Apa iya, para petani rumput laut di kawasan pesisir memerlukan metode pendekatan kualitatif dan kuantitatif saat mengangkut hasil panen rumput lautnya? Apa para nelayan harus menghubungkan hipotesis antara variable x dan y saat menebar jala mereka?
Potret buramnya kawasan pesisir bakal stagnan, jika orang tua dan pemerintah tidak memberikan ruang untuk mereka, lebih tepatnya mendesak mereka untuk menjadi seseorang yang berpendidikan. Mereka memang anak pesisir, tapi mengapa cita-cita mendapatkan pendidikan yang laik malah dikubur pasir. Mereka memang anak pinggiran, tapi mengapa mimpi-mimpi mereka menjadi sasaran tujuan pendidikan dan ingin mengubah nasib malah dipinggirkan. Bukankah bocah pesisir dan anak pinggiran juga generasi penerus bangsa?
Catatan ini sekadar coretan dari seorang jurnalis, yang hanya bisa berceloteh dengan menulis. Sekadar coretan dari seorang jurnalis, mencoba untuk kritis mengintip potret pendidikian yang kian miris. Selamat Hari Pendidikan Nasional. Ing ngarso sung tulodo, Ing madyo mangun karso, Tut wuri handayani.

1 komentar:

Blog27999 said...

Did you know there is a 12 word phrase you can say to your man... that will trigger deep emotions of love and impulsive attractiveness for you buried inside his chest?

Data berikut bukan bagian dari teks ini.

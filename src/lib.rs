pub mod minefield;

use log::debug;
use minefield::Minefield;
use std::collections::VecDeque;
use thiserror::Error;

/// The enum represents the variants of everything that can possibly go wrong during a game.
#[derive(Error, Debug, Copy, Clone, PartialEq, Eq)]
pub enum GameError {
    /// The requested field configuration can't produce a playable round: a dimension is zero,
    /// there are no bombs at all, or the bombs would leave no clear cell to reveal.
    #[error("invalid configuration: a {width}x{height} field can't hold {bombs} bomb(s)")]
    InvalidConfiguration {
        width: u16,
        height: u16,
        bombs: u32,
    },
    /// The requested position lies outside the field. Frontends derive their positions from
    /// the field dimensions, so running into this error indicates a frontend bug.
    #[error("the position ({x}, {y}) is outside the field")]
    OutOfBounds { x: u16, y: u16 },
    /// The round has already ended, and therefore the requested action could not be performed.
    #[error("the round has already ended")]
    GameAlreadyOver,
    /// The field has been populated with bombs before. Bombs are placed exactly once per
    /// round; a repeated placement would silently redistribute an ongoing round's bombs.
    #[error("the bombs have already been placed")]
    BombsAlreadyPlaced,
}

/// The outcome of a game round.
///
/// A round starts as `InProgress` and moves to exactly one of the two terminal outcomes. Once
/// the outcome is terminal, the round accepts no further reveal or flag actions.
#[derive(Debug, Copy, Clone, PartialEq, Eq)]
pub enum GameOutcome {
    /// An ongoing round.
    InProgress,
    /// Every clear cell has been revealed without revealing a single bomb.
    Won,
    /// A bomb has been revealed.
    Lost,
}

impl GameOutcome {
    /// Checks whether the outcome is terminal, i.e. the round has ended either way.
    pub fn is_over(&self) -> bool {
        matches!(self, GameOutcome::Won | GameOutcome::Lost)
    }
}

/// What a frontend is allowed to know about a single cell.
///
/// The view never exposes an unrevealed, unflagged bomb while the round is in progress; once
/// the round is over, the remaining bombs come into view so the board can be disclosed.
#[derive(Debug, Copy, Clone, PartialEq, Eq)]
pub enum CellView {
    /// A hidden cell. Unrevealed bombs look exactly like this until the round ends.
    Hidden,
    /// A hidden cell carrying a flag. Flags keep showing after the round ends.
    Flagged,
    /// A revealed clear cell with the amount of bombs around it.
    Revealed(u8),
    /// A revealed bomb, or any unflagged bomb once the round is over.
    Bomb,
}

/// The struct representing a minesweeper round itself.
///
/// It owns the minefield and drives the reveal/flag interaction model over it: the flood-fill
/// disclosure of clear regions, the flag toggling, and the win/loss outcome. Bombs are placed
/// lazily on the round's first reveal, with the revealed position excluded, so the opening
/// move can never lose the round.
#[derive(Debug)]
pub struct Game {
    /// The minefield used in the round.
    minefield: Minefield,
    /// The number of cells revealed so far. Incremented exactly once per cell, the moment the
    /// cell transitions to revealed; there is no decrement path. The round is won the moment
    /// this reaches the minefield's to-reveal value.
    revealed_count: u32,
    /// The current outcome of the round.
    outcome: GameOutcome,
}

impl Game {
    /// Creates a new round with the provided field dimensions and bomb count.
    ///
    /// The configuration is validated here (see [`Minefield::new`]); the bombs themselves are
    /// placed on the first reveal.
    pub fn new(width: u16, height: u16, bomb_count: u32) -> Result<Self, GameError> {
        let minefield = Minefield::new(width, height, bomb_count)?;

        Ok(Game {
            minefield,
            revealed_count: 0,
            outcome: GameOutcome::InProgress,
        })
    }

    /// Creates a round over an existing minefield, typically one built with
    /// [`Minefield::with_bomb_positions`] for a known layout.
    ///
    /// The field is taken as-is: already-revealed cells count towards the reveal progress.
    /// The round is expected not to have been played to completion; the outcome starts as
    /// [`GameOutcome::InProgress`].
    pub fn from_minefield(minefield: Minefield) -> Self {
        let revealed_count = minefield.revealed_count();

        Game {
            minefield,
            revealed_count,
            outcome: GameOutcome::InProgress,
        }
    }

    /// Reveals the cell at the given position and returns the positions of all the cells that
    /// went from hidden to revealed during the call, in reveal order, so a frontend can redraw
    /// just those instead of the whole board.
    ///
    /// Revealing an already-revealed or flagged cell is an idempotent no-op (an empty vector
    /// comes back and bomb placement is not triggered). Otherwise the cell is revealed, and
    /// then exactly one of the following happens:
    ///
    /// - the cell holds a bomb: the round is lost on the spot, with no further disclosure;
    /// - it was the last clear cell: the round is won;
    /// - it has no bombs around it: the disclosure cascades, revealing the whole connected
    ///   region of zero-bombs-around cells plus the numbered cells bordering the region.
    ///
    /// The cascade runs on an explicit queue in a fixed row-major order rather than on the
    /// call stack, so its depth doesn't grow with the field size; each cell is revealed at
    /// most once, which bounds the whole walk by the grid area.
    ///
    /// The method fails with [`GameError::GameAlreadyOver`] when the round has ended and with
    /// [`GameError::OutOfBounds`] when the position lies outside the field.
    pub fn reveal(&mut self, x: u16, y: u16) -> Result<Vec<(u16, u16)>, GameError> {
        if self.outcome.is_over() {
            return Err(GameError::GameAlreadyOver);
        }

        let cell = self.minefield.cell_at(x, y)?;
        if cell.is_revealed() || cell.is_flagged() {
            return Ok(Vec::new());
        }

        // The first reveal of the round triggers bomb placement, with the revealed position
        // excluded so the opening move is always safe.
        if !self.minefield.is_populated() {
            self.minefield.populate(Some((x, y)))?;
        }

        let mut changed = Vec::new();
        let mut to_visit = VecDeque::from([(x, y)]);

        while let Some((cx, cy)) = to_visit.pop_front() {
            // A position can get queued twice by two adjacent zero-cells; the revealed check
            // skips it on the second visit.
            let Some(cell) = self.minefield.cell_at_mut(cx, cy) else {
                continue;
            };
            if cell.is_revealed() || cell.is_flagged() {
                continue;
            }

            cell.reveal();
            let is_bomb = cell.is_bomb();
            let bombs_around = cell.bombs_around();

            self.revealed_count += 1;
            changed.push((cx, cy));

            if is_bomb {
                self.outcome = GameOutcome::Lost;
                debug!("a bomb got revealed at ({cx}, {cy}), the round is lost");
                break;
            }

            if self.revealed_count == self.minefield.to_reveal() {
                self.outcome = GameOutcome::Won;
                debug!("all {} clear cells are revealed, the round is won", self.revealed_count);
                break;
            }

            if bombs_around == Some(0) {
                for (nx, ny) in self.minefield.neighbors_of(cx, cy) {
                    let neighbor = self.minefield.cell_at(nx, ny)?;
                    if !neighbor.is_revealed() && !neighbor.is_flagged() {
                        to_visit.push_back((nx, ny));
                    }
                }
            }
        }

        Ok(changed)
    }

    /// Toggles the flag on the cell at the given position.
    ///
    /// Returns whether anything changed: `true` when the flag got toggled, `false` when the
    /// cell is already revealed (revealed cells can't carry flags). Flagging is allowed
    /// before the first reveal, i.e. before the bombs are even placed. Flags have no win/loss
    /// effect.
    ///
    /// The method fails with [`GameError::GameAlreadyOver`] when the round has ended and with
    /// [`GameError::OutOfBounds`] when the position lies outside the field.
    pub fn flag(&mut self, x: u16, y: u16) -> Result<bool, GameError> {
        if self.outcome.is_over() {
            return Err(GameError::GameAlreadyOver);
        }

        let Some(cell) = self.minefield.cell_at_mut(x, y) else {
            return Err(GameError::OutOfBounds { x, y });
        };

        if cell.is_revealed() {
            return Ok(false);
        }

        cell.toggle_flag();
        Ok(true)
    }

    /// Returns what the frontend is allowed to know about the cell at the given position; see
    /// [`CellView`].
    ///
    /// The method fails with [`GameError::OutOfBounds`] when the position lies outside the
    /// field.
    pub fn cell_view(&self, x: u16, y: u16) -> Result<CellView, GameError> {
        let cell = self.minefield.cell_at(x, y)?;

        let view = if cell.is_flagged() {
            CellView::Flagged
        } else if cell.is_bomb() && (cell.is_revealed() || self.outcome.is_over()) {
            CellView::Bomb
        } else if cell.is_revealed() {
            CellView::Revealed(cell.bombs_around().unwrap_or(0))
        } else {
            CellView::Hidden
        };

        Ok(view)
    }

    /// Returns the current outcome of the round.
    pub fn outcome(&self) -> GameOutcome {
        self.outcome
    }

    /// Returns a read-only reference to the round's minefield.
    pub fn minefield(&self) -> &Minefield {
        &self.minefield
    }

    /// Returns the number of cells revealed so far.
    pub fn revealed_count(&self) -> u32 {
        self.revealed_count
    }
}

Because deep inside these 12 words is a "secret signal" that fuels a man's impulse to love, cherish and look after you with all his heart...

12 Words That Trigger A Man's Desire Impulse

This impulse is so hardwired into a man's genetics that it will make him work better than ever before to love and admire you.

As a matter of fact, triggering this dominant impulse is so binding to getting the best possible relationship with your man that the moment you send your man one of these "Secret Signals"...

...You will instantly find him open his mind and heart for you in such a way he haven't expressed before and he will perceive you as the one and only woman in the universe who has ever truly attracted him.

Post a Comment

 
Copyright (c) 2010 Gubuk Chapunk. Design by WPThemes Expert
Themes By Buy My Themes And Cheap Conveyancing.